While we can speak to how Mama Aretha was instrumental in encouraging people of African descent and Black women in particular to demand acknowledgment and reverence for the labors provided to folks in our lives and societies through songs like “Respect” and “You Better Think.”  Another Night Without You.” On a personal note, it isn’t the Aretha Franklin as feminist or civil rights advocate that I shall remember but that voice that stood outside of me yet was a part of what I was to become one day, a woman who would have to navigate through the thunderous hooves of love as I would grow into myself.

Queen Mother Aretha was the big sister, and best friend that shared her revelations: “I was only 17, I didn’t think he could be so mean…” that infamous line from “Don’t Play That Song for Me.” She shared what she had already peeped, the bitter-sweetness of love that would endure in our lives in “Dr.
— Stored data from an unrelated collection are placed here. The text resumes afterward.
//! Elements and the fixed advantage table.

use std::fmt;

use serde::{Deserialize, Serialize};

/// Damage multiplier when the attacker's element beats the defender's.
pub const ADVANTAGE_MULTIPLIER: f64 = 1.5;

/// Damage multiplier when the defender's element beats the attacker's.
pub const DISADVANTAGE_MULTIPLIER: f64 = 0.75;

/// Damage multiplier for unrelated elements.
pub const NEUTRAL_MULTIPLIER: f64 = 1.0;

/// Elemental affinity of a creature.
#[derive(Debug, Clone, Copy, PartialEq, Eq, Hash, PartialOrd, Ord, Serialize, Deserialize)]
#[serde(rename_all = "lowercase")]
#[repr(u8)]
pub enum ElementType {
    /// Fire beats earth.
    Fire = 0,
    /// Water beats fire.
    Water = 1,
    /// Earth beats air.
    Earth = 2,
    /// Air beats water.
    Air = 3,
    /// Light beats dark.
    Light = 4,
    /// Dark beats light.
    Dark = 5,
}

/// `ADVANTAGES[e as usize]` is the element that `e` deals bonus damage to.
const ADVANTAGES: [ElementType; 6] = [
    ElementType::Earth,
    ElementType::Fire,
    ElementType::Air,
    ElementType::Water,
    ElementType::Dark,
    ElementType::Light,
];

impl ElementType {
    /// Every element, in discriminant order.
    pub const ALL: [ElementType; 6] = [
        ElementType::Fire,
        ElementType::Water,
        ElementType::Earth,
        ElementType::Air,
        ElementType::Light,
        ElementType::Dark,
    ];

    /// The element this one deals bonus damage to.
    #[must_use]
    pub const fn beats(self) -> ElementType {
        ADVANTAGES[self as usize]
    }

    /// Check whether this element has the advantage over `other`.
    #[must_use]
    pub const fn has_advantage_over(self, other: ElementType) -> bool {
        self.beats() as u8 == other as u8
    }

    /// Lowercase name used on the wire.
    #[must_use]
    pub const fn name(self) -> &'static str {
        match self {
            ElementType::Fire => "fire",
            ElementType::Water => "water",
            ElementType::Earth => "earth",
            ElementType::Air => "air",
            ElementType::Light => "light",
            ElementType::Dark => "dark",
        }
    }
}

impl fmt::Display for ElementType {
    fn fmt(&self, f: &mut fmt::Formatter<'_>) -> fmt::Result {
        f.write_str(self.name())
    }
}

/// Damage multiplier applied when `attacker` hits `defender`.
///
/// 1.5 when the attacker beats the defender, 0.75 for the reverse pairing,
/// 1.0 otherwise. Light and dark beat each other, so the advantage check
/// runs first.
#[must_use]
pub const fn element_multiplier(attacker: ElementType, defender: ElementType) -> f64 {
    if attacker.has_advantage_over(defender) {
        ADVANTAGE_MULTIPLIER
    } else if defender.has_advantage_over(attacker) {
        DISADVANTAGE_MULTIPLIER
    } else {
        NEUTRAL_MULTIPLIER
    }
}

#[cfg(test)]
#[allow(clippy::float_cmp)]
mod tests {
    use super::*;

    #[test]
    fn test_advantage_table_matches_cycle() {
        assert_eq!(ElementType::Fire.beats(), ElementType::Earth);
        assert_eq!(ElementType::Water.beats(), ElementType::Fire);
        assert_eq!(ElementType::Earth.beats(), ElementType::Air);
        assert_eq!(ElementType::Air.beats(), ElementType::Water);
        assert_eq!(ElementType::Light.beats(), ElementType::Dark);
        assert_eq!(ElementType::Dark.beats(), ElementType::Light);
    }

    #[test]
    fn test_all_36_pairs() {
        for attacker in ElementType::ALL {
            for defender in ElementType::ALL {
                let expected = if attacker.beats() == defender {
                    1.5
                } else if defender.beats() == attacker {
                    0.75
                } else {
                    1.0
                };
                assert_eq!(
                    element_multiplier(attacker, defender),
                    expected,
                    "{attacker} vs {defender}"
                );
            }
        }
    }

    #[test]
    fn test_light_dark_mutual_advantage() {
        // Mutual pairs resolve to the attacker's advantage.
        assert_eq!(element_multiplier(ElementType::Light, ElementType::Dark), 1.5);
        assert_eq!(element_multiplier(ElementType::Dark, ElementType::Light), 1.5);
    }

    #[test]
    fn test_same_element_is_neutral() {
        for element in ElementType::ALL {
            assert_eq!(element_multiplier(element, element), 1.0);
        }
    }

    #[test]
    fn test_serde_lowercase() {
        let json = serde_json::to_string(&ElementType::Fire).unwrap();
        assert_eq!(json, "\"fire\"");
        let parsed: ElementType = serde_json::from_str("\"dark\"").unwrap();
        assert_eq!(parsed, ElementType::Dark);
    }
}
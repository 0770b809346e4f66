//! The battle record shared with clients.

use std::fmt;

use serde::{Deserialize, Serialize};

use crate::config::TerritorialBattleConfig;
use crate::territory::{InvariantViolation, Side, TerritoryState};

/// Unique identifier of a battle.
#[derive(Debug, Clone, Copy, PartialEq, Eq, Hash, PartialOrd, Ord, Serialize, Deserialize)]
#[serde(transparent)]
pub struct BattleId(pub u64);

impl fmt::Display for BattleId {
    fn fmt(&self, f: &mut fmt::Formatter<'_>) -> fmt::Result {
        write!(f, "battle-{}", self.0)
    }
}

/// Identity of a player, as issued by the account service.
#[derive(Debug, Clone, PartialEq, Eq, Hash, PartialOrd, Ord, Serialize, Deserialize)]
#[serde(transparent)]
pub struct PlayerId(pub String);

impl PlayerId {
    /// The id as a string slice.
    #[must_use]
    pub fn as_str(&self) -> &str {
        &self.0
    }
}

impl From<&str> for PlayerId {
    fn from(value: &str) -> Self {
        Self(value.to_string())
    }
}

impl From<String> for PlayerId {
    fn from(value: String) -> Self {
        Self(value)
    }
}

impl fmt::Display for PlayerId {
    fn fmt(&self, f: &mut fmt::Formatter<'_>) -> fmt::Result {
        f.write_str(&self.0)
    }
}

/// Lifecycle status of a battle.
#[derive(Debug, Clone, Copy, PartialEq, Eq, Hash, Serialize, Deserialize)]
#[serde(rename_all = "lowercase")]
pub enum BattleStatus {
    /// Created, waiting for both players.
    Waiting,
    /// Players are drawing and deploying.
    Drawing,
    /// Creatures are fighting.
    Battling,
    /// Terminal.
    Finished,
}

impl fmt::Display for BattleStatus {
    fn fmt(&self, f: &mut fmt::Formatter<'_>) -> fmt::Result {
        let name = match self {
            BattleStatus::Waiting => "waiting",
            BattleStatus::Drawing => "drawing",
            BattleStatus::Battling => "battling",
            BattleStatus::Finished => "finished",
        };
        f.write_str(name)
    }
}

/// Why a battle ended.
#[derive(Debug, Clone, Copy, PartialEq, Eq, Hash, Serialize, Deserialize)]
#[serde(rename_all = "camelCase")]
pub enum FinishReason {
    /// One side closed every lane.
    AllLanesCaptured,
    /// Every lane closed, split between the sides.
    AllLanesClosed,
    /// The last wave completed.
    WavesExhausted,
    /// The maximum battle duration elapsed.
    Timeout,
    /// A player forfeited.
    Forfeit,
    /// A player stayed disconnected past the grace period.
    Disconnect,
    /// The territory reached an impossible state.
    InvariantViolation,
}

impl fmt::Display for FinishReason {
    fn fmt(&self, f: &mut fmt::Formatter<'_>) -> fmt::Result {
        let name = match self {
            FinishReason::AllLanesCaptured => "all lanes captured",
            FinishReason::AllLanesClosed => "all lanes closed",
            FinishReason::WavesExhausted => "waves exhausted",
            FinishReason::Timeout => "timeout",
            FinishReason::Forfeit => "forfeit",
            FinishReason::Disconnect => "disconnect",
            FinishReason::InvariantViolation => "invariant violation",
        };
        f.write_str(name)
    }
}

/// One match between two players.
#[derive(Debug, Clone, PartialEq, Serialize, Deserialize)]
#[serde(rename_all = "camelCase")]
pub struct Battle {
    /// Battle id.
    pub id: BattleId,
    /// Player 1 then player 2.
    pub players: [PlayerId; 2],
    /// Battle configuration.
    pub config: TerritorialBattleConfig,
    /// Current territory.
    pub state: TerritoryState,
    /// Current wave, starting at 1 (0 before the battle starts).
    pub current_wave: u32,
    /// Session clock time the current wave started.
    pub wave_start_time: u64,
    /// Lifecycle status.
    pub status: BattleStatus,
    /// Winner; `None` while running or on a draw.
    pub winner: Option<PlayerId>,
    /// Why the battle ended.
    pub finish_reason: Option<FinishReason>,
    /// Creation time.
    pub created_at: u64,
    /// Time both players had joined.
    pub started_at: Option<u64>,
    /// End time.
    pub ended_at: Option<u64>,
    /// Violation that aborted the battle, kept for diagnostics.
    pub diagnostic: Option<InvariantViolation>,
}

impl Battle {
    /// Create a battle in `waiting`.
    #[must_use]
    pub fn new(
        id: BattleId,
        players: [PlayerId; 2],
        config: TerritorialBattleConfig,
        created_at: u64,
    ) -> Self {
        let mut state = TerritoryState::new(config.lane_count);
        state.timestamp = created_at;
        Self {
            id,
            players,
            config,
            state,
            current_wave: 0,
            wave_start_time: created_at,
            status: BattleStatus::Waiting,
            winner: None,
            finish_reason: None,
            created_at,
            started_at: None,
            ended_at: None,
            diagnostic: None,
        }
    }

    /// Side played by `player`.
    #[must_use]
    pub fn side_of(&self, player: &PlayerId) -> Option<Side> {
        Side::BOTH
            .into_iter()
            .find(|side| &self.players[side.index()] == player)
    }

    /// Player on `side`.
    #[must_use]
    pub fn player(&self, side: Side) -> &PlayerId {
        &self.players[side.index()]
    }

    /// Whether the battle has ended.
    #[must_use]
    pub fn is_finished(&self) -> bool {
        self.status == BattleStatus::Finished
    }

    /// Whether the battle ended without a winner.
    #[must_use]
    pub fn is_draw(&self) -> bool {
        self.is_finished() && self.winner.is_none()
    }
}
Feelgood – Love is a Serious Business.” Prepping innocent and the naughty with inviting lines, “When me and that man get to loving – baby girl I dig you but baby girl I just ain’t got the time.”  She taught so many of us that without respect in matters of the heart, we would become part of that “Chain of Fools”.  The most important lessons she taught was learning that we are responsible for our heart’s desires.  That love is a joyous, heavenly high that is its own force of nature. The essence of her missive is love is like fire, we would hurt ourselves with its bewildering power “Baby, Baby, Baby”.  Just as we shall always remember and love her music, let the legacy of Aretha be forever manifest as the soulful goodness she imparted in us, rocking steady in courage, passion and the prayerful funk of life.